Playing in their hometown gives Oliphant and Ellerman a little bigger cheering section than the rest of the field.

But neither was getting any advantage from their vast experience playing the course itself.

“I don’t know, we’ve played some pins I haven’t seen out here before so…,” Oliphant said.

Ellerman said there’s good and bad to having so much familiarity with the course.

“There’s certain holes where it’s good it’s like, ‘OK I know I can hit it right’ but then there’s other holes it’s like, ‘I know I can’t miss it,’ and the other guys all they see is maybe fairway, he said. “You play it enough where I get to hole six and I’ve hit it right enough where it’s like ‘I don’t want to go right on six’ so I need to make sure I hit it straight or go left and then it’s like ‘oh I shouldn’t be thinking that way.'”

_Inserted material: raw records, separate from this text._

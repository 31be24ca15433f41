use crate::schema::{EntityTypeDefinition, GraphDefinition};
use rdf_entity_model::{BundleId, GraphId, NamedNode, QueryError};

/// A graph partition as it is seen by one bundle.
#[derive(Clone, Debug, PartialEq, Eq)]
pub struct GraphDescriptor {
    pub id: GraphId,
    /// The named graph that holds the triples of the bundle in this partition.
    pub backing_uri: NamedNode,
    /// Lower weights take precedence.
    pub weight: i32,
    pub enabled: bool,
    pub is_default_candidate: bool,
}

/// The graph partitions of an entity type and their backing graphs.
///
/// The default graph set is the ordered list of enabled default candidates. Other graphs are
/// only used when they are requested explicitly.
#[derive(Clone, Copy, Debug)]
pub struct GraphCatalog<'a> {
    definition: &'a EntityTypeDefinition,
}

impl<'a> GraphCatalog<'a> {
    pub(crate) fn new(definition: &'a EntityTypeDefinition) -> Self {
        Self { definition }
    }

    /// Returns all graph ids in priority order.
    pub fn graph_ids(&self) -> impl Iterator<Item = &'a GraphId> {
        self.definition.graph_definitions().iter().map(|g| &g.id)
    }

    /// Returns the default graph set in priority order.
    pub fn default_graph_ids(&self) -> Vec<GraphId> {
        self.definition
            .graph_definitions()
            .iter()
            .filter(|g| g.enabled && g.default_candidate)
            .map(|g| g.id.clone())
            .collect()
    }

    /// Returns whether `graph` is part of the catalog.
    pub fn contains(&self, graph: &GraphId) -> bool {
        self.definition
            .graph_definitions()
            .iter()
            .any(|g| g.id == *graph)
    }

    /// Resolves the graph set of an operation.
    ///
    /// Without explicit graphs, the default graph set is used. Explicit graphs keep their order
    /// (which is their priority), duplicates are removed.
    pub fn resolve(&self, explicit: Option<&[GraphId]>) -> Result<Vec<GraphId>, QueryError> {
        let Some(explicit) = explicit else {
            return Ok(self.default_graph_ids());
        };
        let mut result = Vec::with_capacity(explicit.len());
        for graph in explicit {
            if !self.contains(graph) {
                return Err(QueryError::GraphNotFound {
                    entity_type: self.definition.id().clone(),
                    graph: graph.clone(),
                });
            }
            if !result.contains(graph) {
                result.push(graph.clone());
            }
        }
        Ok(result)
    }

    /// Returns the descriptors of the graphs that host `bundle`, in priority order.
    pub fn descriptors(&self, bundle: &BundleId) -> Result<Vec<GraphDescriptor>, QueryError> {
        let bundle = self.definition.bundle(bundle.as_str())?;
        Ok(self
            .definition
            .graph_definitions()
            .iter()
            .filter_map(|graph: &GraphDefinition| {
                let backing_uri = bundle.graphs.get(&graph.id)?;
                Some(GraphDescriptor {
                    id: graph.id.clone(),
                    backing_uri: backing_uri.clone(),
                    weight: graph.weight,
                    enabled: graph.enabled,
                    is_default_candidate: graph.default_candidate,
                })
            })
            .collect())
    }

    /// Returns the backing graph of `bundle` in `graph`.
    pub fn backing_uri(&self, bundle: &BundleId, graph: &GraphId) -> Option<&'a NamedNode> {
        self.definition.bundle(bundle.as_str()).ok()?.graphs.get(graph)
    }

    /// Returns the backing graphs of `graphs`, restricted to `bundles` if given.
    ///
    /// The result follows the order of `graphs` and contains no duplicates.
    pub fn graph_uris(&self, graphs: &[GraphId], bundles: Option<&[BundleId]>) -> Vec<NamedNode> {
        let mut result = Vec::new();
        for graph in graphs {
            for bundle in self.definition.bundles() {
                if bundles.is_some_and(|bundles| !bundles.contains(&bundle.id)) {
                    continue;
                }
                if let Some(uri) = bundle.graphs.get(graph) {
                    if !result.contains(uri) {
                        result.push(uri.clone());
                    }
                }
            }
        }
        result
    }

    /// Returns the graph partition that `uri` backs.
    pub fn graph_of(&self, uri: &NamedNode) -> Option<&'a GraphId> {
        self.definition.graph_by_uri(uri)
    }
}

#[cfg(test)]
mod tests {
    use crate::test_fixtures::fruit_schema;
    use rdf_entity_model::{BundleId, GraphId, NamedNode, QueryError};

    #[test]
    fn default_graphs_exclude_non_candidates() {
        let schema = fruit_schema();
        let catalog = schema.entity_type("rdf_entity").unwrap().catalog();
        assert_eq!(catalog.default_graph_ids(), ["default", "draft"]);
        assert_eq!(
            catalog.graph_ids().map(GraphId::as_str).collect::<Vec<_>>(),
            ["default", "draft", "foo"]
        );
    }

    #[test]
    fn explicit_graphs_keep_their_order() {
        let schema = fruit_schema();
        let catalog = schema.entity_type("rdf_entity").unwrap().catalog();
        let resolved = catalog
            .resolve(Some(&[GraphId::new("foo"), GraphId::new("default"), GraphId::new("foo")]))
            .unwrap();
        assert_eq!(resolved, ["foo", "default"]);
    }

    #[test]
    fn unknown_explicit_graph() {
        let schema = fruit_schema();
        let catalog = schema.entity_type("rdf_entity").unwrap().catalog();
        let result = catalog.resolve(Some(&[GraphId::new("archive")]));
        assert!(matches!(result, Err(QueryError::GraphNotFound { graph, .. }) if graph == "archive"));
    }

    #[test]
    fn graph_uris_respect_bundles() {
        let schema = fruit_schema();
        let catalog = schema.entity_type("rdf_entity").unwrap().catalog();
        let graphs = [GraphId::new("default"), GraphId::new("foo")];

        let all = catalog.graph_uris(&graphs, None);
        assert_eq!(
            all.iter().map(NamedNode::as_str).collect::<Vec<_>>(),
            [
                "http://example.com/fruit/published",
                "http://example.com/vegetable/published",
                "http://example.com/fruit/foo",
            ]
        );

        let vegetables = catalog.graph_uris(&graphs, Some(&[BundleId::new("vegetable")]));
        assert_eq!(
            vegetables.iter().map(NamedNode::as_str).collect::<Vec<_>>(),
            ["http://example.com/vegetable/published"]
        );
    }

    #[test]
    fn descriptors_and_reverse_lookup() {
        let schema = fruit_schema();
        let catalog = schema.entity_type("rdf_entity").unwrap().catalog();
        let descriptors = catalog.descriptors(&BundleId::new("fruit")).unwrap();
        assert_eq!(descriptors.len(), 3);
        assert_eq!(descriptors[2].id, "foo");
        assert_eq!(descriptors[2].weight, 10);
        assert!(!descriptors[2].is_default_candidate);

        let uri = NamedNode::new_unchecked("http://example.com/vegetable/draft");
        assert_eq!(catalog.graph_of(&uri).map(GraphId::as_str), Some("draft"));
    }
}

After three days, Jim Rutledge won his seventh PGA Seniors’ Championship of Canada title, finishing at 16-under par. He was four shots ahead of Philip Jonas and Scott Allred.

Oilphant finished at 15-over par and Ellerman at 12-over

Two former Hatters were also in the field. Don Graham ended up at even par, good enough to tie for seventh, and Blair McDowell finished at 23-over.